Get what you pay for
In one of the more intriguing tenders recently put out by CCS, the agency sought firms to join a spend analysis and recovery analysis framework.
The framework is intended to create a mechanism to ensure that government “doesn’t get charged for something we shouldn’t be charged for”, says Harrison.
This happens when requirements change over the course of a contract, the framework will formalise the process of how renegotiations and cost recovery are undertaken.
After what Harrison calls “a couple of instances where CCS helped departments recover fairly large sums of money” it decided to put the broader scheme in place that could be used for all departments, replicating a system more often seen in the private than the public sector.
“It is not so much about contract management, it is more about people who have got advanced analytical skills and are able to look at what it is you are being charged for and compare this with how your needs have evolved, and ensuring that those two match up,” he says. “It is about analytical skills. Then there may well be some spend recovery work that needs to be done on the back of that [but] you’re only going to do that, and get that agreed with a supplier, if you have very good documentary evidence of how that mismatch has occurred.”
Harrison and co are now working with departments to accurately assess their needs. This will inform the development of these new frameworks, in the hope they will be more widely used.
Previously, CCS has “not been anywhere as good as we needed to be in terms of putting in place these really good commercial category strategies”, he says.
“The number one priority, by a long way, is making sure we have strategies for our categories and then the frameworks that flow from those. You have to get a category strategy right first and that involves a lot of discussion with the users – the departments – based on what their needs really are, and on how the marketplace is evolving and how the supplier base is evolving.
“Once you’ve got those in place, the next stage is making sure our frameworks are really fit for purpose. It is very difficult to get a framework that is fit for purpose without having the category strategy in place, so number two is ensuring that we have the frameworks in place.”
CCS’s existing framework deals for procurement “have got themselves a very bad name”, he acknowledges. “People talk about CCS or Liverpool [its main office] being a framework factory and that is very unfair,” he says. “People talked about frameworks not adding any value.
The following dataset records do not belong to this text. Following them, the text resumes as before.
use std::time::Duration;

use anyhow::{Context, Result, bail};
use sqlx::postgres::PgPoolOptions;
use sqlx::{Executor, PgPool};
use tracing::info;

use crate::config::DbConfig;

/// Migrations embedded at compile time from `crates/pathway-db/migrations/`.
pub static MIGRATOR: sqlx::migrate::Migrator = sqlx::migrate!();

/// Tables owned by pathway, in the order `table_counts` reports them.
pub const TABLES: [&str; 3] = ["plans", "milestones", "canvases"];

/// Create a connection pool for the configured database.
pub async fn create_pool(config: &DbConfig) -> Result<PgPool> {
    let pool = PgPoolOptions::new()
        .max_connections(8)
        .acquire_timeout(Duration::from_secs(10))
        .connect(&config.database_url)
        .await
        .with_context(|| format!("failed to connect to database at {}", config.database_url))?;
    Ok(pool)
}

/// Apply all pending embedded migrations.
pub async fn run_migrations(pool: &PgPool) -> Result<()> {
    MIGRATOR
        .run(pool)
        .await
        .context("failed to run database migrations")?;

    info!("migrations applied");
    Ok(())
}

/// Ensure the target database exists, creating it if necessary.
///
/// Connects to the `postgres` maintenance database and issues
/// `CREATE DATABASE <name>` when the target database is absent.
pub async fn ensure_database_exists(config: &DbConfig) -> Result<()> {
    let db_name = config
        .database_name()
        .context("could not determine database name from URL")?;
    validate_identifier(db_name)?;

    let maintenance_url = config.maintenance_url();
    let maint_pool = PgPoolOptions::new()
        .max_connections(1)
        .acquire_timeout(Duration::from_secs(10))
        .connect(&maintenance_url)
        .await
        .with_context(|| format!("failed to connect to maintenance database at {maintenance_url}"))?;

    let exists: bool =
        sqlx::query_scalar("SELECT EXISTS(SELECT 1 FROM pg_database WHERE datname = $1)")
            .bind(db_name)
            .fetch_one(&maint_pool)
            .await
            .context("failed to query pg_database")?;

    if exists {
        info!(db = db_name, "database already exists");
    } else {
        let stmt = format!("CREATE DATABASE {db_name}");
        maint_pool
            .execute(stmt.as_str())
            .await
            .with_context(|| format!("failed to create database {db_name}"))?;
        info!(db = db_name, "database created");
    }

    maint_pool.close().await;
    Ok(())
}

/// Row counts for the pathway tables, used by `pathway db-init` output.
pub async fn table_counts(pool: &PgPool) -> Result<Vec<(String, i64)>> {
    let mut counts = Vec::with_capacity(TABLES.len());
    for table in TABLES {
        // Names come from the fixed TABLES list, never from input.
        let query = format!("SELECT COUNT(*) FROM {table}");
        let count: i64 = sqlx::query_scalar(&query)
            .fetch_one(pool)
            .await
            .with_context(|| format!("failed to count rows in {table}"))?;
        counts.push((table.to_owned(), count));
    }
    Ok(counts)
}

/// Database names cannot be bound as parameters in `CREATE DATABASE`, so
/// they are restricted to a safe identifier alphabet before formatting.
fn validate_identifier(name: &str) -> Result<()> {
    let valid = !name.is_empty()
        && name
            .chars()
            .all(|c| c.is_ascii_alphanumeric() || c == '_')
        && !name.starts_with(|c: char| c.is_ascii_digit());
    if !valid {
        bail!("database name {name:?} contains invalid characters");
    }
    Ok(())
}

#[cfg(test)]
mod tests {
    use super::*;

    #[test]
    fn identifier_accepts_plain_names() {
        assert!(validate_identifier("pathway").is_ok());
        assert!(validate_identifier("pathway_test_0a1b").is_ok());
    }

    #[test]
    fn identifier_rejects_injection_and_leading_digit() {
        assert!(validate_identifier("pathway; DROP TABLE plans").is_err());
        assert!(validate_identifier("my-db").is_err());
        assert!(validate_identifier("1db").is_err());
        assert!(validate_identifier("").is_err());
    }
}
I think that is incorrect. Frameworks are a very efficient way of making sure you put in place agreements that are compliant with UK public sector procurement regulations. Having got those frameworks in place, it means that when it comes to contract it is a much quicker and a much less resource-intensive process to put that agreement in place.”
However, the focus on being easy to use and compliant with procurement rules meant they were not always best value.
“The reality when you are a supplier bidding to be on framework is that there is no commitment to any volume, so you’re not going to give your best price,” says Harrison. “So almost by definition, a framework price will never be a competitive price.
“It is only ever the maximum price, and there is a big risk that you think you’re getting value when actually you’re not,” he says. “Frameworks are designed to be a really efficient way of putting in place arrangements with suppliers which are compliant.”
The key comes in the next step – running a further competition and committing some volume. “That is when you get your best value,” he says.
In order to address the fact that the previous generation of frameworks “are just not as good and as commercial as we’d like them to be”, the third element of the reboot is focused on CCS to “go a bit further than just frameworks” to drive improved value for money.
“How do we, for common goods and services, increasingly be the body that is using our skills and resources to put in place those deals?” he asks. “That’s good for customers, because it then shows us delivering good value for money, but it is also important for us too because it allows CCS to be close to the external market, and overcomes the fair criticism that some of the old frameworks were not commercially competitive.”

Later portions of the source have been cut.